_Exercise requirements_
Below are some records. Print exactly the lines between the one holding "record has bad" and the one holding "the stored record.", inclusive, and nothing else.

Collected data entries:
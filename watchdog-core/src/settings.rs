//! Persisted configuration record.
//!
//! Settings are stored as a fixed 8-byte record:
//!
//! | offset | content |
//! |--------|---------|
//! | 0 | magic `0xA5` |
//! | 1 | reboot timeout code |
//! | 2 | response timeout code |
//! | 3 | soft attempts code, hard attempts code `<< 3` |
//! | 4 | flags: bit 0 hard reset, bit 1 activity link, bit 2 events |
//! | 5 | drive timeout code |
//! | 6 | drive attempts code |
//! | 7 | XOR of bytes 1..=6 seeded with the magic |
//!
//! Saving writes the record and reads it back; a mismatch leaves the
//! in-memory configuration authoritative.

use core::fmt;

use crate::codes::{AttemptBudget, DEFAULT_DRIVE_ATTEMPTS, DEFAULT_DRIVE_TIMEOUT, RebootTimeout, ResponseTimeout};
use crate::supervisor::SupervisorConfig;

/// First byte of a valid record.
pub const MAGIC: u8 = 0xA5;
/// Size of an encoded record.
pub const RECORD_LEN: usize = 8;

const FLAG_HARD_RESET: u8 = 1 << 0;
const FLAG_ACTIVITY_LINK: u8 = 1 << 1;
const FLAG_EVENTS: u8 = 1 << 2;

/// Errors raised while loading or saving settings.
#[derive(Copy, Clone, Debug, Eq, PartialEq)]
#[cfg_attr(feature = "defmt", derive(defmt::Format))]
pub enum SettingsError {
    /// Fewer than [`RECORD_LEN`] bytes were available.
    Truncated,
    BadMagic,
    BadChecksum,
    /// The record read back after a write differs from what was written.
    VerifyMismatch,
    /// The backing store reported an I/O failure.
    Store,
}

impl fmt::Display for SettingsError {
    fn fmt(&self, f: &mut fmt::Formatter<'_>) -> fmt::Result {
        match self {
            SettingsError::Truncated => f.write_str("settings record truncated"),
            SettingsError::BadMagic => f.write_str("settings record has bad magic"),
            SettingsError::BadChecksum => f.write_str("settings record checksum mismatch"),
            SettingsError::VerifyMismatch => f.write_str("settings verify after write failed"),
            SettingsError::Store => f.write_str("settings store failure"),
        }
    }
}

/// Non-volatile storage holding one settings record.
pub trait SettingsStore {
    type Error;

    /// Reads the stored record into `buf`, returning the number of bytes read.
    fn read(&mut self, buf: &mut [u8]) -> Result<usize, Self::Error>;

    /// Replaces the stored record.
    fn write(&mut self, data: &[u8]) -> Result<(), Self::Error>;
}

/// RAM-backed store for hosts without non-volatile memory.
#[derive(Clone, Debug, Default)]
pub struct MemoryStore {
    data: [u8; RECORD_LEN],
    len: usize,
}

impl MemoryStore {
    pub const fn new() -> Self {
        Self {
            data: [0; RECORD_LEN],
            len: 0,
        }
    }

    /// Raw stored bytes.
    pub fn bytes(&self) -> &[u8] {
        &self.data[..self.len]
    }

    /// Mutable access to the stored bytes, for simulating corruption.
    pub fn bytes_mut(&mut self) -> &mut [u8] {
        &mut self.data[..self.len]
    }

    /// Drops stored bytes beyond `len`.
    pub fn truncate(&mut self, len: usize) {
        self.len = self.len.min(len);
    }
}

impl SettingsStore for MemoryStore {
    type Error = core::convert::Infallible;

    fn read(&mut self, buf: &mut [u8]) -> Result<usize, Self::Error> {
        let count = buf.len().min(self.len);
        buf[..count].copy_from_slice(&self.data[..count]);
        Ok(count)
    }

    fn write(&mut self, data: &[u8]) -> Result<(), Self::Error> {
        let count = data.len().min(RECORD_LEN);
        self.data[..count].copy_from_slice(&data[..count]);
        self.len = count;
        Ok(())
    }
}

/// Everything that survives a power cycle.
#[derive(Copy, Clone, Debug, Eq, PartialEq)]
#[cfg_attr(feature = "defmt", derive(defmt::Format))]
pub struct Settings {
    pub supervisor: SupervisorConfig,
    pub events_enabled: bool,
    pub drive_timeout: ResponseTimeout,
    pub drive_attempts: AttemptBudget,
}

impl Settings {
    pub const DEFAULT: Self = Self {
        supervisor: SupervisorConfig::DEFAULT,
        events_enabled: false,
        drive_timeout: DEFAULT_DRIVE_TIMEOUT,
        drive_attempts: DEFAULT_DRIVE_ATTEMPTS,
    };

    pub fn encode(&self) -> [u8; RECORD_LEN] {
        let config = &self.supervisor;
        let mut flags = 0;
        if config.hard_reset_enabled {
            flags |= FLAG_HARD_RESET;
        }
        if config.activity_linked {
            flags |= FLAG_ACTIVITY_LINK;
        }
        if self.events_enabled {
            flags |= FLAG_EVENTS;
        }

        let mut record = [
            MAGIC,
            config.reboot.code(),
            config.response.code(),
            config.soft.code() | (config.hard.code() << 3),
            flags,
            self.drive_timeout.code(),
            self.drive_attempts.code(),
            0,
        ];
        record[RECORD_LEN - 1] = checksum(&record[1..RECORD_LEN - 1]);
        record
    }

    pub fn decode(bytes: &[u8]) -> Result<Self, SettingsError> {
        let record: &[u8; RECORD_LEN] = bytes
            .get(..RECORD_LEN)
            .and_then(|head| head.try_into().ok())
            .ok_or(SettingsError::Truncated)?;

        if record[0] != MAGIC {
            return Err(SettingsError::BadMagic);
        }
        if record[RECORD_LEN - 1] != checksum(&record[1..RECORD_LEN - 1]) {
            return Err(SettingsError::BadChecksum);
        }

        let flags = record[4];
        Ok(Self {
            supervisor: SupervisorConfig {
                reboot: RebootTimeout::from_code(record[1]),
                response: ResponseTimeout::from_code(record[2]),
                soft: AttemptBudget::from_code(record[3]),
                hard: AttemptBudget::from_code(record[3] >> 3),
                hard_reset_enabled: flags & FLAG_HARD_RESET != 0,
                activity_linked: flags & FLAG_ACTIVITY_LINK != 0,
            },
            events_enabled: flags & FLAG_EVENTS != 0,
            drive_timeout: ResponseTimeout::from_code(record[5]),
            drive_attempts: AttemptBudget::from_code(record[6]),
        })
    }

    /// Writes the record and reads it back.
    pub fn save<S: SettingsStore>(&self, store: &mut S) -> Result<(), SettingsError> {
        let record = self.encode();
        store.write(&record).map_err(|_| SettingsError::Store)?;

        let mut readback = [0u8; RECORD_LEN];
        let count = store.read(&mut readback).map_err(|_| SettingsError::Store)?;
        if count != RECORD_LEN || readback != record {
            return Err(SettingsError::VerifyMismatch);
        }
        Ok(())
    }

    pub fn load<S: SettingsStore>(store: &mut S) -> Result<Self, SettingsError> {
        let mut record = [0u8; RECORD_LEN];
        let count = store.read(&mut record).map_err(|_| SettingsError::Store)?;
        Self::decode(&record[..count])
    }

    /// Loads the stored record, falling back to defaults and reporting why.
    pub fn load_or_default<S: SettingsStore>(store: &mut S) -> (Self, Option<SettingsError>) {
        match Self::load(store) {
            Ok(settings) => (settings, None),
            Err(err) => (Self::DEFAULT, Some(err)),
        }
    }
}

impl Default for Settings {
    fn default() -> Self {
        Self::DEFAULT
    }
}

fn checksum(payload: &[u8]) -> u8 {
    payload.iter().fold(MAGIC, |acc, byte| acc ^ byte)
}

#[cfg(test)]
mod tests {
    use super::*;

    fn custom() -> Settings {
        Settings {
            supervisor: SupervisorConfig {
                response: ResponseTimeout::from_code(3),
                reboot: RebootTimeout::from_code(70),
                soft: AttemptBudget::from_code(0),
                hard: AttemptBudget::from_code(7),
                hard_reset_enabled: true,
                activity_linked: true,
            },
            events_enabled: true,
            drive_timeout: ResponseTimeout::from_code(40),
            drive_attempts: AttemptBudget::from_code(4),
        }
    }

    #[test]
    fn saved_settings_load_back() {
        let mut store = MemoryStore::new();
        custom().save(&mut store).unwrap();

        assert_eq!(Settings::load(&mut store), Ok(custom()));
    }

    #[test]
    fn truncated_record_falls_back_to_defaults() {
        let mut store = MemoryStore::new();
        custom().save(&mut store).unwrap();
        store.truncate(5);

        let (settings, error) = Settings::load_or_default(&mut store);
        assert_eq!(settings, Settings::DEFAULT);
        assert_eq!(error, Some(SettingsError::Truncated));
    }

    #[test]
    fn empty_store_is_truncated() {
        let mut store = MemoryStore::new();
        assert_eq!(Settings::load(&mut store), Err(SettingsError::Truncated));
    }

    #[test]
    fn corruption_is_detected() {
        let mut store = MemoryStore::new();
        custom().save(&mut store).unwrap();
        store.bytes_mut()[2] ^= 0x01;
        assert_eq!(Settings::load(&mut store), Err(SettingsError::BadChecksum));

        store.bytes_mut()[0] = 0x00;
        assert_eq!(Settings::load(&mut store), Err(SettingsError::BadMagic));
    }

    struct StuckStore;

    impl SettingsStore for StuckStore {
        type Error = ();

        fn read(&mut self, buf: &mut [u8]) -> Result<usize, ()> {
            buf.fill(0xFF);
            Ok(buf.len())
        }

        fn write(&mut self, _: &[u8]) -> Result<(), ()> {
            Ok(())
        }
    }

    #[test]
    fn readback_mismatch_is_reported() {
        assert_eq!(
            Settings::DEFAULT.save(&mut StuckStore),
            Err(SettingsError::VerifyMismatch)
        );
    }
}
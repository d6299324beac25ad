#![cfg_attr(target_os = "none", no_std)]
#![cfg_attr(target_os = "none", no_main)]
#![cfg_attr(target_os = "none", allow(static_mut_refs))]

mod events;
mod gate;
mod logging;
mod status;

#[cfg(target_os = "none")]
mod hw;
#[cfg(target_os = "none")]
mod panic;
#[cfg(target_os = "none")]
mod runtime;

#[cfg(not(target_os = "none"))]
fn main() {}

_Result of the exercise_
            SettingsError::BadMagic => f.write_str("settings record has bad magic"),
            SettingsError::BadChecksum => f.write_str("settings record checksum mismatch"),
            SettingsError::VerifyMismatch => f.write_str("settings verify after write failed"),
            SettingsError::Store => f.write_str("settings store failure"),
        }
    }
}

/// Non-volatile storage holding one settings record.
pub trait SettingsStore {
    type Error;

    /// Reads the stored record into `buf`, returning the number of bytes read.
    fn read(&mut self, buf: &mut [u8]) -> Result<usize, Self::Error>;

    /// Replaces the stored record.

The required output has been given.